• [Dataset extract]:
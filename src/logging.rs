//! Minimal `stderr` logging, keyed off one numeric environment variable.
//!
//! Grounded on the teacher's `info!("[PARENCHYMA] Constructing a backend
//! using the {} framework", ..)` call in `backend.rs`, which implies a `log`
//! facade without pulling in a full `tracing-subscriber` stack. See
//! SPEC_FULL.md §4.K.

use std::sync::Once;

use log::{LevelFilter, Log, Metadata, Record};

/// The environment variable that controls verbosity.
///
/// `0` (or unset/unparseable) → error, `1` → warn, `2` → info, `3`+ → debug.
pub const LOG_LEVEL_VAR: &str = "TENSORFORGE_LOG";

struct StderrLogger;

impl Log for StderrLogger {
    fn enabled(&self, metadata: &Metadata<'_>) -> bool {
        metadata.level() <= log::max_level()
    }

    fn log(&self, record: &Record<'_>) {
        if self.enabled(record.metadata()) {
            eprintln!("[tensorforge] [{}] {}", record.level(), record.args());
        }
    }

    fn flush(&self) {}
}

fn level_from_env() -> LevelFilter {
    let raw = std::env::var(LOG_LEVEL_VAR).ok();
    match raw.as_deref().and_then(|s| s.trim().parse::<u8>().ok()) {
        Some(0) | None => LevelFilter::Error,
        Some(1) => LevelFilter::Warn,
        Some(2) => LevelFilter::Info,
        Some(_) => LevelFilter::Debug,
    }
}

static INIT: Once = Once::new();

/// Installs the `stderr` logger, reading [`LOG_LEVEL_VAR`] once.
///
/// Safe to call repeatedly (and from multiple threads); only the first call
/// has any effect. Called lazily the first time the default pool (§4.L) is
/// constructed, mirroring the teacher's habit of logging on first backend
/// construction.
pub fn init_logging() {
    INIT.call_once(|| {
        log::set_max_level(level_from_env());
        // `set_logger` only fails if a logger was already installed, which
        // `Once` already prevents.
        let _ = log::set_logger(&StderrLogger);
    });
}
--
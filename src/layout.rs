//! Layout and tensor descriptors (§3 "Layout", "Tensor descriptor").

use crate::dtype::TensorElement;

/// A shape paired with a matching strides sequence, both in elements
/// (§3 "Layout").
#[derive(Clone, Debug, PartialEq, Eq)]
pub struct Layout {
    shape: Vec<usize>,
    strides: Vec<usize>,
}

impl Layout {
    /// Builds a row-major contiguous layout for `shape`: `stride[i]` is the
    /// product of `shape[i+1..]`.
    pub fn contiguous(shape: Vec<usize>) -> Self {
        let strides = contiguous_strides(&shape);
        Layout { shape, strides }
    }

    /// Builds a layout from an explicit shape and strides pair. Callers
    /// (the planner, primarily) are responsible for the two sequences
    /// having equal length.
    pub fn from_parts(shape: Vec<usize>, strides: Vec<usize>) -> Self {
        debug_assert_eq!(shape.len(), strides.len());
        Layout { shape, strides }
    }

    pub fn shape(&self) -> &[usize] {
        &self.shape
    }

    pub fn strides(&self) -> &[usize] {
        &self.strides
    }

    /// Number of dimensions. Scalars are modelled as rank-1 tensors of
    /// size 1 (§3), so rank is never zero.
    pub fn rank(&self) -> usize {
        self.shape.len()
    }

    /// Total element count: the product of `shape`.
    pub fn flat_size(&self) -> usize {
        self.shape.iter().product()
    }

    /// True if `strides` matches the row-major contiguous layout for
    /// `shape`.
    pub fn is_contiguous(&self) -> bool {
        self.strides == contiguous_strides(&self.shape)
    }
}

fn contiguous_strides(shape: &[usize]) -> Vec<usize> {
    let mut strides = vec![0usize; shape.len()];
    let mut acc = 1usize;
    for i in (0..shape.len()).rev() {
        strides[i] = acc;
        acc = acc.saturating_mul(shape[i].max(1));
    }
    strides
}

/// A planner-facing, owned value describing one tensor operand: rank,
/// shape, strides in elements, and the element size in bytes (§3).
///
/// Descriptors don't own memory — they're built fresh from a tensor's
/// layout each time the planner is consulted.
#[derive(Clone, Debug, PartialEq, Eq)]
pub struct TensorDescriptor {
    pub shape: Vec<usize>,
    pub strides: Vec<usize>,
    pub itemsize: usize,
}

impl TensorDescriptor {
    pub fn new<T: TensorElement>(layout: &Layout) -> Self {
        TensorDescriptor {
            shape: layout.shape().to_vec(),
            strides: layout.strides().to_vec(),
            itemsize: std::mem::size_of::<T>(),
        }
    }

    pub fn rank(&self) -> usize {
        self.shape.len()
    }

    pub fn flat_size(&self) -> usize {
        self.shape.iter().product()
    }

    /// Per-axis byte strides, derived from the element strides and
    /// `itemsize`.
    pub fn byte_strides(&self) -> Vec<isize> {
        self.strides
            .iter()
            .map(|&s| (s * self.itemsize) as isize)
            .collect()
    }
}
* * *
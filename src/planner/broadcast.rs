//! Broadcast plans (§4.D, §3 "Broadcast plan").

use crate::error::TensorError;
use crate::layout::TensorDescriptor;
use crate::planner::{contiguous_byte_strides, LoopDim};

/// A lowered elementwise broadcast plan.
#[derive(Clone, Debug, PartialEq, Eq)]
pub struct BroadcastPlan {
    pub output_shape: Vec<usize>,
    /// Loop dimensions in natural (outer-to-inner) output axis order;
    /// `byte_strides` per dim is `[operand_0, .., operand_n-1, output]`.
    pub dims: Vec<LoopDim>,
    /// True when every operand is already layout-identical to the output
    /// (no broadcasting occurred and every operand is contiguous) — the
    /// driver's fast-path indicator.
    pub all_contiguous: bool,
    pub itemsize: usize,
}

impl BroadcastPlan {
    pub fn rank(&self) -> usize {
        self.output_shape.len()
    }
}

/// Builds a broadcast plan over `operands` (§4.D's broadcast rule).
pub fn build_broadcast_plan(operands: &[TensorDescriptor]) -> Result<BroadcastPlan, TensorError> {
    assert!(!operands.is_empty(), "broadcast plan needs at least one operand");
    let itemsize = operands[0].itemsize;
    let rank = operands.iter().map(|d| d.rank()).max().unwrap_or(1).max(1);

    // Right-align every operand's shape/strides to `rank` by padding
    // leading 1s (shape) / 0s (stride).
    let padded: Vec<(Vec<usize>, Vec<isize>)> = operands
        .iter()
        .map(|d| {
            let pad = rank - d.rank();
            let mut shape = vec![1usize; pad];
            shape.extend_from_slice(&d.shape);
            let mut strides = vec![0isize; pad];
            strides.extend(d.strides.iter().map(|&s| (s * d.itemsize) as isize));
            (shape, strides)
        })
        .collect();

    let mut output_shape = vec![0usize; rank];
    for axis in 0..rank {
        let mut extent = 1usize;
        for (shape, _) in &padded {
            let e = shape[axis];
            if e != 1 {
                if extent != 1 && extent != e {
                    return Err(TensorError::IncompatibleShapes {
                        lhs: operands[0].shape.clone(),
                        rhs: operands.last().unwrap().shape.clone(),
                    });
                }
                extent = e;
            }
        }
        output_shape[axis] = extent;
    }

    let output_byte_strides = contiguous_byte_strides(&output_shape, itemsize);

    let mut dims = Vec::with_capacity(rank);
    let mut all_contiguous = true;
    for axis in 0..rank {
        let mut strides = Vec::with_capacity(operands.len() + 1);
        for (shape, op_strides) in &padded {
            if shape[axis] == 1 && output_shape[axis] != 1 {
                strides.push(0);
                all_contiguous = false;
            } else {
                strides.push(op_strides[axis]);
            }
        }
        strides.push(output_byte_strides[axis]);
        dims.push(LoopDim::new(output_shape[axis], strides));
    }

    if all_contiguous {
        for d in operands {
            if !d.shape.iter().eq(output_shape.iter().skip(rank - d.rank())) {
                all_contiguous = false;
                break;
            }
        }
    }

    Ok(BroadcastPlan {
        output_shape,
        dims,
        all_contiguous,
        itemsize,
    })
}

• [What to produce]:
What is asked for is an exact copy of the lines above from the one containing "use crate::dtype::TensorElement;" through the one containing "pub fn contiguous(shape: Vec<usize>)", and only those.

• [Answer section]:
use crate::dtype::TensorElement;

/// A shape paired with a matching strides sequence, both in elements
/// (§3 "Layout").
#[derive(Clone, Debug, PartialEq, Eq)]
pub struct Layout {
    shape: Vec<usize>,
    strides: Vec<usize>,
}

impl Layout {
    /// Builds a row-major contiguous layout for `shape`: `stride[i]` is the
    /// product of `shape[i+1..]`.
    pub fn contiguous(shape: Vec<usize>) -> Self {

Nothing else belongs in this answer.